“You bitch! You wanted the Commander of Death? You’ve got her. I’ll kill you!”
Wanheda. Commander of Death. All-powerful, deadly and calculating, or so legend says. But the girl who knelt in front of me only moments before was much more than any legend my people could understand. Clarke Griffin’s threat lingers in the long hallways and her screams echo in my mind as my warriors pull her down into the dungeons. I did not want things to be this way, but I had no choice. Because she was Wanheda, I could not keep her in my personal quarters for fear of igniting a war with the Ice Nation. Because I was Heda, I could not show anyone my supposed tenderness for the girl I had left behind at the Mountain. Because we were who we were, I could not show any weakness. I had not seen Clarke since that day at the Mountain, and I had braced myself for what to expect. I had thought she would be civil, since we both knew what great lengths we would go to sacrifice ourselves for our people. I thought her actions at the Mountain and the sacrifice she made for her people would help her understand my own intentions as well. I was wrong.
But she was here, she was alive, and she was real, even if she was still Wanheda. When she had stood in front of me, I had forgotten who I was. I forgot who we were meant to be. For a moment, I was not Heda, but someone else, someone more primeval. Someone I had not been for a long time.

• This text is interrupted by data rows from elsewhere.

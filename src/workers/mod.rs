//! The units of work plugged into the scheduler
//!
//! | worker id     | unit                          | default interval |
//! |---------------|-------------------------------|------------------|
//! | `past-event`  | [`EventIngestWorker`]         | 12h              |
//! | `points-gain` | [`GainReconciliationWorker`]  | 1h               |
//! | `route-cache` | [`RouteCacheWorker`]          | 1h (optional)    |

pub mod event_ingest;
pub mod gain_reconciliation;
pub mod route_cache;

pub use event_ingest::EventIngestWorker;
pub use gain_reconciliation::{window_for, GainReconciliationWorker};
pub use route_cache::RouteCacheWorker;

use std::sync::Arc;
use std::time::Duration;

use crate::config::Config;
use crate::credentials::CredentialBroker;
use crate::platform::SharedPlatformClient;
use crate::scheduler::{Worker, WorkerGroup};
use crate::storage::Stores;

/// Wire the configured workers into a group sharing one broker
pub fn build_group(
    config: &Config,
    stores: &Stores,
    client: SharedPlatformClient,
    broker: Arc<CredentialBroker>,
) -> WorkerGroup {
    let workers = &config.workers;

    let mut group = WorkerGroup::new()
        .with_worker(Worker::new(
            EventIngestWorker::NAME,
            Duration::from_secs(workers.event_ingest_interval_secs),
            Arc::new(EventIngestWorker::new(
                client.clone(),
                stores,
                config.ingest.clone(),
            )),
            broker.clone(),
        ))
        .with_worker(Worker::new(
            GainReconciliationWorker::NAME,
            Duration::from_secs(workers.reconciliation_interval_secs),
            Arc::new(GainReconciliationWorker::new(
                client.clone(),
                stores,
                config.reconcile.clone(),
            )),
            broker.clone(),
        ));

    if workers.route_cache_enabled {
        group.register(Worker::new(
            RouteCacheWorker::NAME,
            Duration::from_secs(workers.route_cache_interval_secs),
            Arc::new(RouteCacheWorker::new(client, stores)),
            broker,
        ));
    }

    group
}

#[cfg(test)]
pub(crate) mod testing {
    use chrono::{DateTime, TimeZone, Utc};
    use std::sync::Arc;
    use std::time::Duration;

    use crate::models::{ActivityKind, Event, RouteRecord, RouteSummary, Session};
    use crate::scheduler::worker::tests::{test_broker, CountingUnit};
    use crate::scheduler::Worker;

    /// 20:30 so that `now - 80h` and `now - 72h` share a calendar day
    pub fn now() -> DateTime<Utc> {
        Utc.with_ymd_and_hms(2024, 6, 10, 20, 30, 0).unwrap()
    }

    pub fn session() -> Session {
        Session::new("alice", "session-alice").with_acquired_at(now())
    }

    /// A worker that never runs its loop, used as the context owner
    pub fn idle_worker() -> Worker {
        Worker::new(
            "test",
            Duration::from_secs(3600),
            Arc::new(CountingUnit::default()),
            test_broker(vec![]),
        )
    }

    pub fn event(id: i64, activity: ActivityKind, start_time: DateTime<Utc>) -> Event {
        Event {
            id,
            title: format!("Event {id}"),
            activity,
            route: RouteSummary {
                id: 10,
                title: "Ridge walk".to_string(),
                elevation: 850,
                distance: 12.5,
                scale: "T2".to_string(),
            },
            start_time,
            participant_ids: vec![],
            organizer_id: Some(1),
        }
    }

    pub fn route(id: i64, rating_points: Option<i64>) -> RouteRecord {
        RouteRecord {
            id,
            title: format!("Route {id}"),
            elevation: 900,
            distance: 10.0,
            scale: "T3".to_string(),
            rating_points,
        }
    }
}

#[cfg(test)]
mod tests {
    use super::*;
    use crate::scheduler::worker::tests::test_broker;

    #[test]
    fn test_build_group_honours_route_cache_flag() {
        let stores = Stores::mock();
        let client: SharedPlatformClient = Arc::new(crate::platform::MockPlatformClient::new());

        let group = build_group(&Config::default(), &stores, client.clone(), test_broker(vec![]));
        assert_eq!(group.names(), vec!["past-event", "points-gain", "route-cache"]);

        let mut config = Config::default();
        config.workers.route_cache_enabled = false;
        let group = build_group(&config, &stores, client, test_broker(vec![]));
        assert_eq!(group.names(), vec!["past-event", "points-gain"]);
        assert_eq!(
            group.get("points-gain").map(|w| w.interval()),
            Some(Duration::from_secs(3600))
        );
    }
}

I’ll kill you. I know many men who would do the same, and I remember moments when I had agreed with them. But when I pulled the gag out of her mouth as gently as I could, the world had stopped. I wish I could live in that moment forever, before the glance in her eyes changed from cautious to pure hatred. I could live with caution; I had done it many times before. Chaos and uncertainty, I could contend with, but not hatred. Seeing her barely conscious with bruises and scars and blood coating her body brought back an anger within me I had not felt for some time. Because she was mine. I tried to not think of the one they called Wanheda kneeling before me as mine, but against my better judgement, I had let my weakness show in front of Roan. In front of my enemies. But I could not have had Wanheda, Clarke, fall into the hands of the Ice Nation. They used to call her Princess. And even though Clarke was no longer mine and in her mind, she had never been, I could not let her be caught by the queen of Azgeda . I had been horribly wrong to think Clarke of the Sky People thought the same as I did. I had been foolish to think I could conceal my feelings towards the girl for long, until I was forced to choose between her and my people. But I had made that choice once before, and I had made the wrong one, putting myself before my people. I wasn’t going to make that mistake again. Hodnes laik kwelnes, or so I had thought.
“Heda.”
Indra’s gruff voice comes from behind me, and I walk away from the window I had been staring out of to face her, keeping my features emotionless. She may know about Wanheda, but she wants to pretend I do not feel the way I do about Clarke.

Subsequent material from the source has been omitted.